*WHAT THE TASK ASKS*:
Word for word, restate each entry that appears below.

*SUPPLIED DATA*:
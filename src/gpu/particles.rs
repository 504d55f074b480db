//! Instanced sprite quads for the particle pool.
//!
//! Each particle is one instance. Positions and colours live in two vertex
//! buffers that are rewritten from the CPU pool every frame; the quad corners
//! come from the vertex index, offset in view space so quads always face the
//! camera.

use bytemuck::{Pod, Zeroable};
use wgpu::util::DeviceExt;

use super::{sampler_entry, texture_entry, uniform_entry, SpriteTexture, DEPTH_FORMAT, HDR_FORMAT};
use crate::camera::CAMERA_WGSL;
use crate::particles::ParticleSystem;

#[repr(C)]
#[derive(Copy, Clone, Debug, Pod, Zeroable)]
struct SpriteParams {
    size: f32,
    _pad: [f32; 3],
}

/// Particle shader. Camera at `@group(0) @binding(0)`, sprite at group 1.
pub(crate) fn particle_shader() -> String {
    format!(
        r#"{camera}
struct SpriteParams {{
    size: f32,
}};

@group(0) @binding(0) var<uniform> camera: Camera;
@group(1) @binding(0) var sprite_texture: texture_2d<f32>;
@group(1) @binding(1) var sprite_sampler: sampler;
@group(1) @binding(2) var<uniform> params: SpriteParams;

struct VertexOutput {{
    @builtin(position) clip_position: vec4<f32>,
    @location(0) uv: vec2<f32>,
    @location(1) color: vec4<f32>,
}};

@vertex
fn vs_main(
    @builtin(vertex_index) vertex_index: u32,
    @location(0) position: vec3<f32>,
    @location(1) color: vec4<f32>,
) -> VertexOutput {{
    var corners = array<vec2<f32>, 6>(
        vec2<f32>(-1.0, -1.0),
        vec2<f32>(1.0, -1.0),
        vec2<f32>(1.0, 1.0),
        vec2<f32>(-1.0, -1.0),
        vec2<f32>(1.0, 1.0),
        vec2<f32>(-1.0, 1.0),
    );
    let corner = corners[vertex_index];

    var view_pos = camera.view * vec4<f32>(position, 1.0);
    view_pos = vec4<f32>(view_pos.xy + corner * params.size * 0.5, view_pos.zw);

    var out: VertexOutput;
    out.clip_position = camera.proj * view_pos;
    out.uv = vec2<f32>(corner.x * 0.5 + 0.5, 0.5 - corner.y * 0.5);
    out.color = color;
    return out;
}}

@fragment
fn fs_main(in: VertexOutput) -> @location(0) vec4<f32> {{
    let texel = textureSample(sprite_texture, sprite_sampler, in.uv);
    let alpha = texel.a * in.color.a;
    if alpha < 0.01 {{
        discard;
    }}
    return vec4<f32>(texel.rgb * in.color.rgb, alpha);
}}
"#,
        camera = CAMERA_WGSL
    )
}

pub struct ParticleRenderer {
    pipeline: wgpu::RenderPipeline,
    bind_group: wgpu::BindGroup,
    position_buffer: wgpu::Buffer,
    color_buffer: wgpu::Buffer,
    capacity: u32,
    _sprite: SpriteTexture,
}

impl ParticleRenderer {
    pub fn new(
        device: &wgpu::Device,
        scene_layout: &wgpu::BindGroupLayout,
        sprite: SpriteTexture,
        particles: &ParticleSystem,
        size: f32,
    ) -> Self {
        let shader = device.create_shader_module(wgpu::ShaderModuleDescriptor {
            label: Some("Particle Shader"),
            source: wgpu::ShaderSource::Wgsl(particle_shader().into()),
        });

        let params_buffer = device.create_buffer_init(&wgpu::util::BufferInitDescriptor {
            label: Some("Sprite Params Buffer"),
            contents: bytemuck::bytes_of(&SpriteParams { size, _pad: [0.0; 3] }),
            usage: wgpu::BufferUsages::UNIFORM,
        });

        let sprite_layout = device.create_bind_group_layout(&wgpu::BindGroupLayoutDescriptor {
            label: Some("Sprite Bind Group Layout"),
            entries: &[
                texture_entry(0),
                sampler_entry(1),
                uniform_entry(2, wgpu::ShaderStages::VERTEX),
            ],
        });

        let bind_group = device.create_bind_group(&wgpu::BindGroupDescriptor {
            label: Some("Sprite Bind Group"),
            layout: &sprite_layout,
            entries: &[
                wgpu::BindGroupEntry {
                    binding: 0,
                    resource: wgpu::BindingResource::TextureView(&sprite.view),
                },
                wgpu::BindGroupEntry {
                    binding: 1,
                    resource: wgpu::BindingResource::Sampler(&sprite.sampler),
                },
                wgpu::BindGroupEntry {
                    binding: 2,
                    resource: params_buffer.as_entire_binding(),
                },
            ],
        });

        let position_buffer = device.create_buffer_init(&wgpu::util::BufferInitDescriptor {
            label: Some("Particle Position Buffer"),
            contents: bytemuck::cast_slice(particles.positions()),
            usage: wgpu::BufferUsages::VERTEX | wgpu::BufferUsages::COPY_DST,
        });
        let color_buffer = device.create_buffer_init(&wgpu::util::BufferInitDescriptor {
            label: Some("Particle Color Buffer"),
            contents: bytemuck::cast_slice(particles.colors()),
            usage: wgpu::BufferUsages::VERTEX | wgpu::BufferUsages::COPY_DST,
        });

        let pipeline_layout = device.create_pipeline_layout(&wgpu::PipelineLayoutDescriptor {
            label: Some("Particle Pipeline Layout"),
            bind_group_layouts: &[scene_layout, &sprite_layout],
            push_constant_ranges: &[],
        });

        let pipeline = device.create_render_pipeline(&wgpu::RenderPipelineDescriptor {
            label: Some("Particle Pipeline"),
            layout: Some(&pipeline_layout),
            vertex: wgpu::VertexState {
                module: &shader,
                entry_point: Some("vs_main"),
                buffers: &[
                    wgpu::VertexBufferLayout {
                        array_stride: 12,
                        step_mode: wgpu::VertexStepMode::Instance,
                        attributes: &wgpu::vertex_attr_array![0 => Float32x3],
                    },
                    wgpu::VertexBufferLayout {
                        array_stride: 16,
                        step_mode: wgpu::VertexStepMode::Instance,
                        attributes: &wgpu::vertex_attr_array![1 => Float32x4],
                    },
                ],
                compilation_options: Default::default(),
            },
            fragment: Some(wgpu::FragmentState {
                module: &shader,
                entry_point: Some("fs_main"),
                targets: &[Some(wgpu::ColorTargetState {
                    format: HDR_FORMAT,
                    blend: Some(wgpu::BlendState::ALPHA_BLENDING),
                    write_mask: wgpu::ColorWrites::ALL,
                })],
                compilation_options: Default::default(),
            }),
            primitive: wgpu::PrimitiveState {
                topology: wgpu::PrimitiveTopology::TriangleList,
                cull_mode: None,
                ..Default::default()
            },
            depth_stencil: Some(wgpu::DepthStencilState {
                format: DEPTH_FORMAT,
                depth_write_enabled: false,
                depth_compare: wgpu::CompareFunction::Less,
                stencil: wgpu::StencilState::default(),
                bias: wgpu::DepthBiasState::default(),
            }),
            multisample: wgpu::MultisampleState::default(),
            multiview: None,
            cache: None,
        });

        Self {
            pipeline,
            bind_group,
            position_buffer,
            color_buffer,
            capacity: particles.len() as u32,
            _sprite: sprite,
        }
    }

    /// Copy this frame's positions and colours to the GPU.
    pub fn upload(&self, queue: &wgpu::Queue, particles: &ParticleSystem) {
        queue.write_buffer(&self.position_buffer, 0, bytemuck::cast_slice(particles.positions()));
        queue.write_buffer(&self.color_buffer, 0, bytemuck::cast_slice(particles.colors()));
    }

    pub fn draw(&self, pass: &mut wgpu::RenderPass<'_>, scene_bind_group: &wgpu::BindGroup) {
        if self.capacity == 0 {
            return;
        }
        pass.set_pipeline(&self.pipeline);
        pass.set_bind_group(0, scene_bind_group, &[]);
        pass.set_bind_group(1, &self.bind_group, &[]);
        pass.set_vertex_buffer(0, self.position_buffer.slice(..));
        pass.set_vertex_buffer(1, self.color_buffer.slice(..));
        pass.draw(0..6, 0..self.capacity);
    }
}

*SOLUTION TO THIS PROBLEM*:
filename src/gpu/particles.rs
repository 504d55f074b480db
//! Instanced sprite quads for the particle pool.
//!
//! Each particle is one instance. Positions and colours live in two vertex
//! buffers that are rewritten from the CPU pool every frame; the quad corners
//! come from the vertex index, offset in view space so quads always face the
//! camera.

use bytemuck::{Pod, Zeroable};
use wgpu::util::DeviceExt;

use super::{sampler_entry, texture_entry, uniform_entry, SpriteTexture, DEPTH_FORMAT, HDR_FORMAT};
use crate::camera::CAMERA_WGSL;
use crate::particles::ParticleSystem;

#[repr(C)]
#[derive(Copy, Clone, Debug, Pod, Zeroable)]
struct SpriteParams {
    size: f32,
    _pad: [f32; 3],
}

/// Particle shader. Camera at `@group(0) @binding(0)`, sprite at group 1.
pub(crate) fn particle_shader() -> String {
    format!(
        r#"{camera}
struct SpriteParams {{
    size: f32,
}};

@group(0) @binding(0) var<uniform> camera: Camera;
@group(1) @binding(0) var sprite_texture: texture_2d<f32>;
@group(1) @binding(1) var sprite_sampler: sampler;
@group(1) @binding(2) var<uniform> params: SpriteParams;

struct VertexOutput {{
    @builtin(position) clip_position: vec4<f32>,
    @location(0) uv: vec2<f32>,
    @location(1) color: vec4<f32>,
}};

@vertex
fn vs_main(
    @builtin(vertex_index) vertex_index: u32,
    @location(0) position: vec3<f32>,
    @location(1) color: vec4<f32>,
) -> VertexOutput {{
    var corners = array<vec2<f32>, 6>(
        vec2<f32>(-1.0, -1.0),
        vec2<f32>(1.0, -1.0),
        vec2<f32>(1.0, 1.0),
        vec2<f32>(-1.0, -1.0),
        vec2<f32>(1.0, 1.0),
        vec2<f32>(-1.0, 1.0),
    );
    let corner = corners[vertex_index];

    var view_pos = camera.view * vec4<f32>(position, 1.0);
    view_pos = vec4<f32>(view_pos.xy + corner * params.size * 0.5, view_pos.zw);

    var out: VertexOutput;
    out.clip_position = camera.proj * view_pos;
    out.uv = vec2<f32>(corner.x * 0.5 + 0.5, 0.5 - corner.y * 0.5);
    out.color = color;
    return out;
}}

@fragment
fn fs_main(in: VertexOutput) -> @location(0) vec4<f32> {{
    let texel = textureSample(sprite_texture, sprite_sampler, in.uv);
    let alpha = texel.a * in.color.a;
    if alpha < 0.01 {{
        discard;
    }}
    return vec4<f32>(texel.rgb * in.color.rgb, alpha);
}}
"#,
        camera = CAMERA_WGSL
    )
}

pub struct ParticleRenderer {
    pipeline: wgpu::RenderPipeline,
    bind_group: wgpu::BindGroup,
    position_buffer: wgpu::Buffer,
    color_buffer: wgpu::Buffer,
    capacity: u32,
    _sprite: SpriteTexture,
}

impl ParticleRenderer {
    pub fn new(
        device: &wgpu::Device,
        scene_layout: &wgpu::BindGroupLayout,
        sprite: SpriteTexture,
        particles: &ParticleSystem,
        size: f32,
    ) -> Self {
        let shader = device.create_shader_module(wgpu::ShaderModuleDescriptor {
            label: Some("Particle Shader"),
            source: wgpu::ShaderSource::Wgsl(particle_shader().into()),
        });

        let params_buffer = device.create_buffer_init(&wgpu::util::BufferInitDescriptor {
            label: Some("Sprite Params Buffer"),
            contents: bytemuck::bytes_of(&SpriteParams { size, _pad: [0.0; 3] }),
            usage: wgpu::BufferUsages::UNIFORM,
        });

        let sprite_layout = device.create_bind_group_layout(&wgpu::BindGroupLayoutDescriptor {
            label: Some("Sprite Bind Group Layout"),
            entries: &[
                texture_entry(0),
                sampler_entry(1),
                uniform_entry(2, wgpu::ShaderStages::VERTEX),
            ],
        });

        let bind_group = device.create_bind_group(&wgpu::BindGroupDescriptor {
            label: Some("Sprite Bind Group"),
            layout: &sprite_layout,
            entries: &[
                wgpu::BindGroupEntry {
                    binding: 0,
                    resource: wgpu::BindingResource::TextureView(&sprite.view),
                },
                wgpu::BindGroupEntry {
                    binding: 1,
                    resource: wgpu::BindingResource::Sampler(&sprite.sampler),
                },
                wgpu::BindGroupEntry {
                    binding: 2,
                    resource: params_buffer.as_entire_binding(),
                },
            ],
        });

        let position_buffer = device.create_buffer_init(&wgpu::util::BufferInitDescriptor {
            label: Some("Particle Position Buffer"),
            contents: bytemuck::cast_slice(particles.positions()),
            usage: wgpu::BufferUsages::VERTEX | wgpu::BufferUsages::COPY_DST,
        });
        let color_buffer = device.create_buffer_init(&wgpu::util::BufferInitDescriptor {
            label: Some("Particle Color Buffer"),
            contents: bytemuck::cast_slice(particles.colors()),
            usage: wgpu::BufferUsages::VERTEX | wgpu::BufferUsages::COPY_DST,
        });

        let pipeline_layout = device.create_pipeline_layout(&wgpu::PipelineLayoutDescriptor {
            label: Some("Particle Pipeline Layout"),
            bind_group_layouts: &[scene_layout, &sprite_layout],
            push_constant_ranges: &[],
        });

        let pipeline = device.create_render_pipeline(&wgpu::RenderPipelineDescriptor {
            label: Some("Particle Pipeline"),
            layout: Some(&pipeline_layout),
            vertex: wgpu::VertexState {
                module: &shader,
                entry_point: Some("vs_main"),
                buffers: &[
                    wgpu::VertexBufferLayout {
                        array_stride: 12,
                        step_mode: wgpu::VertexStepMode::Instance,
                        attributes: &wgpu::vertex_attr_array![0 => Float32x3],
                    },
                    wgpu::VertexBufferLayout {
                        array_stride: 16,
                        step_mode: wgpu::VertexStepMode::Instance,
                        attributes: &wgpu::vertex_attr_array![1 => Float32x4],
                    },
                ],
                compilation_options: Default::default(),
            },
            fragment: Some(wgpu::FragmentState {
                module: &shader,
                entry_point: Some("fs_main"),
                targets: &[Some(wgpu::ColorTargetState {
                    format: HDR_FORMAT,
                    blend: Some(wgpu::BlendState::ALPHA_BLENDING),
                    write_mask: wgpu::ColorWrites::ALL,
                })],
                compilation_options: Default::default(),
            }),
            primitive: wgpu::PrimitiveState {
                topology: wgpu::PrimitiveTopology::TriangleList,
                cull_mode: None,
                ..Default::default()
            },
            depth_stencil: Some(wgpu::DepthStencilState {
                format: DEPTH_FORMAT,
                depth_write_enabled: false,
                depth_compare: wgpu::CompareFunction::Less,
                stencil: wgpu::StencilState::default(),
                bias: wgpu::DepthBiasState::default(),
            }),
            multisample: wgpu::MultisampleState::default(),
            multiview: None,
            cache: None,
        });

        Self {
            pipeline,
            bind_group,
            position_buffer,
            color_buffer,
            capacity: particles.len() as u32,
            _sprite: sprite,
        }
    }

    /// Copy this frame's positions and colours to the GPU.
    pub fn upload(&self, queue: &wgpu::Queue, particles: &ParticleSystem) {
        queue.write_buffer(&self.position_buffer, 0, bytemuck::cast_slice(particles.positions()));
        queue.write_buffer(&self.color_buffer, 0, bytemuck::cast_slice(particles.colors()));
    }

    pub fn draw(&self, pass: &mut wgpu::RenderPass<'_>, scene_bind_group: &wgpu::BindGroup) {
        if self.capacity == 0 {
            return;
        }
        pass.set_pipeline(&self.pipeline);
        pass.set_bind_group(0, scene_bind_group, &[]);
        pass.set_bind_group(1, &self.bind_group, &[]);
        pass.set_vertex_buffer(0, self.position_buffer.slice(..));
        pass.set_vertex_buffer(1, self.color_buffer.slice(..));
        pass.draw(0..6, 0..self.capacity);
    }
}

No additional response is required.